After graduation, you flew from the U.S. to Europe on a one-way ticket to join friends on a motorcycle trip from Germany to Morocco. Two thousand miles. Three BMW motorcycles. Four countries. Five people, whose past and current histories with each other proved too complicated for camping and close quarters. 


• • •


What you remember. Sun glinting on vineyards and green fields in the south of France. The amazing warmth and lightness of the wind on all sides as you gripped the motorcycle with your legs, arms around his waist, leaning into his body on the curves. The fragrance of thyme and lavender. The heady sense of freedom.


• • •


Three men, two women. Three Germans, two Americans. All twenty-something. Two had been childhood sweethearts, and had broken up. Two would marry in Germany, move to the U.S., and break up. Two would move to the U.S., marry, and break up. Two were carrying on a clandestine affair during the trip. The mathematical combinations almost too confusing to calculate, like a propositional logic word problem on an aptitude test.


• • •


What you remember. The five of you lounging in a field in Provence on a late summer afternoon, motorcycle helmets and golden corn silk and green husks strewn around you. The rosy light as the sun sank on the horizon. The taste of the pale yellow corn, raw and sweet, and the red wine you swigged out of a bottle, sour like vinegar.


• • •


You were American, traveling with your German boyfriend. The other three were traveling solo, but one of the Germans was having an affair with your boyfriend, which you didn’t discover until you were camping in the Pyrenees, when she objected to him sharing a sleeping bag with you. All of the hints she’d been dropping clicked into place. You were stunned. So many years later, you can’t remember exactly what he said when you confronted him. What she said. What you said back. Or maybe you’ve chosen to forget.


• • •


What you remember about northern Spain. How icy cold and clear the rushing stream was when you went down to the swimming hole alone the next morning. How immense the tumbled boulders were in the ravine. A yellow butterfly that fluttered gracefully above you and landed on your wet hair.


• • •


Did you decide that you’d return north on your own while the other four continued south, or did he decide, or did you all decide? He drove you back to the Spanish-French border so you could hitch a ride to Germany. You can’t remember how many miles you traveled to get there, only that the two of you stayed overnight in a hotel. He became feverish from an abscessed tooth, and you found a doctor for him.


• • •


What you remember about that night. Spooning soup into his mouth. The heat of his forehead under your hand as you smoothed back his hair. The tenderness of your lovemaking, despite his betrayal. How dim the room was.


• • •


A young German couple headed for Hanover agreed to take you to Göttingen, and your boyfriend left to join the others in Spain. The trip north must have been close to a thousand miles. There was no speed limit on the autobahn, so you can’t guess how many hours you drove. They had a fast car. An Audi. You don’t remember any stops.


• • •


What you remember about the long ride. The backs of their heads. Your view between the bucket seats: their hands darting to the radio dials, his, then hers, his, then hers, as they bickered over what station to play. How you sobbed quietly in the back seat, eyes swollen, tears sliding down your face.


• • •


He returned to you in Germany a month later, bearing an armful of blankets from Morocco, a handful of silver rings and bracelets, a bouquet of apologies and promises. You’ve forgotten the precise arithmetic: how many years of happiness before you married, how many years of marriage before the next infidelity, how many apologies and promises before the divorce. You’ve lost the jewelry. You still have two wool blankets from Morocco, white and brown and charcoal striped, and very scratchy.

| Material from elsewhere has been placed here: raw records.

use super::contract::TreeContract;
use crate::config::NavConfig;
use crate::dom::{self, Document};

pub const DETAILS_PAGE: &str = r#"<nav>
  <ul>
    <li><a href="/index.html">Home</a></li>
    <li>
      <details>
        <summary>Docs</summary>
        <ul>
          <li><a href="/docs/">Overview</a></li>
          <li>
            <div class="group">
              <details>
                <summary>Guide</summary>
                <ul>
                  <li><a href="/docs/guide/setup.html">Setup</a></li>
                  <li>
                    <details>
                      <summary>Advanced</summary>
                      <a href="/docs/guide/advanced/tuning.html">Tuning</a>
                    </details>
                  </li>
                </ul>
              </details>
            </div>
          </li>
        </ul>
      </details>
    </li>
    <li><a href="https://example.com/elsewhere.html">Elsewhere</a></li>
  </ul>
</nav>"#;

pub const CARET_PAGE: &str = r#"<nav>
  <ul class="tree">
    <li><span class="caret">docs</span>
      <ul class="nested">
        <li><span class="caret">guide</span>
          <ul class="nested">
            <li><a href="/docs/guide/intro.html">Intro</a></li>
          </ul>
        </li>
      </ul>
    </li>
    <li><span class="caret">blog</span>
      <ul class="nested">
        <li><a href="/blog/hello.html">Hello</a></li>
      </ul>
    </li>
  </ul>
</nav>"#;

pub fn contract() -> TreeContract {
    TreeContract::from_config(&NavConfig::default()).unwrap()
}

pub fn details_page() -> (Document, TreeContract) {
    (dom::parse(DETAILS_PAGE).unwrap(), contract())
}

pub fn caret_page() -> (Document, TreeContract) {
    (dom::parse(CARET_PAGE).unwrap(), contract())
}

/// Element whose text is exactly `text`, searching the whole document.
pub fn find_by_text(doc: &Document, text: &str) -> dom::NodeId {
    doc.descendants(doc.root())
        .into_iter()
        .find(|node| doc.text_content(*node).trim() == text && doc.element_children(*node).next().is_none())
        .unwrap_or_else(|| panic!("no element with text {text:?}"))
}
//! The string encoded into each displayed QR code.
//!
//! Format is `"<sessionId>:<token>"` with no escaping. Both halves are
//! drawn from the hyphenated UUID alphabet, so neither can hold a colon.

use std::fmt;
use std::str::FromStr;

use super::error::AttendanceError;
use super::models::SessionId;

/// A decoded `"<sessionId>:<token>"` pair.
#[derive(Debug, Clone, PartialEq, Eq)]
pub struct QrPayload {
    // ---
    pub session_id: SessionId,
    pub token: String,
}

impl QrPayload {
    // ---
    pub fn new(session_id: SessionId, token: impl Into<String>) -> Self {
        // ---
        Self {
            session_id,
            token: token.into(),
        }
    }
}

impl fmt::Display for QrPayload {
    fn fmt(&self, f: &mut fmt::Formatter<'_>) -> fmt::Result {
        write!(f, "{}:{}", self.session_id, self.token)
    }
}

impl FromStr for QrPayload {
    type Err = AttendanceError;

    fn from_str(s: &str) -> Result<Self, Self::Err> {
        // ---
        let (session_part, token) = s.trim().split_once(':').ok_or(AttendanceError::InvalidInput)?;

        if token.is_empty() || token.contains(':') {
            return Err(AttendanceError::InvalidInput);
        }

        let session_id = session_part
            .parse::<SessionId>()
            .map_err(|_| AttendanceError::InvalidInput)?;

        Ok(Self::new(session_id, token))
    }
}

Jacqueline Doyle lives in the San Francisco Bay Area. Her award-winning flash fiction chapbook The Missing Girl was published by Black Lawrence Press. She has recent creative nonfiction in The Gettysburg Review and New Ohio Review, and recent flash in New Flash Fiction Review, Post Road, Wigleaf, and Juked. Her work has earned six Pushcart nominations, two Finalist listings in Best Small Fictions, and four Notable Essay citations in Best American Essays. Find her online at jacquelinedoyle.com and on twitter @doylejacq.


© 2019 Jacqueline Doyle. Published by LITTLE FICTION | BIG TRUTHS, August 2019.

Images from The Noun Project (credits: jayati bandyopadhyay).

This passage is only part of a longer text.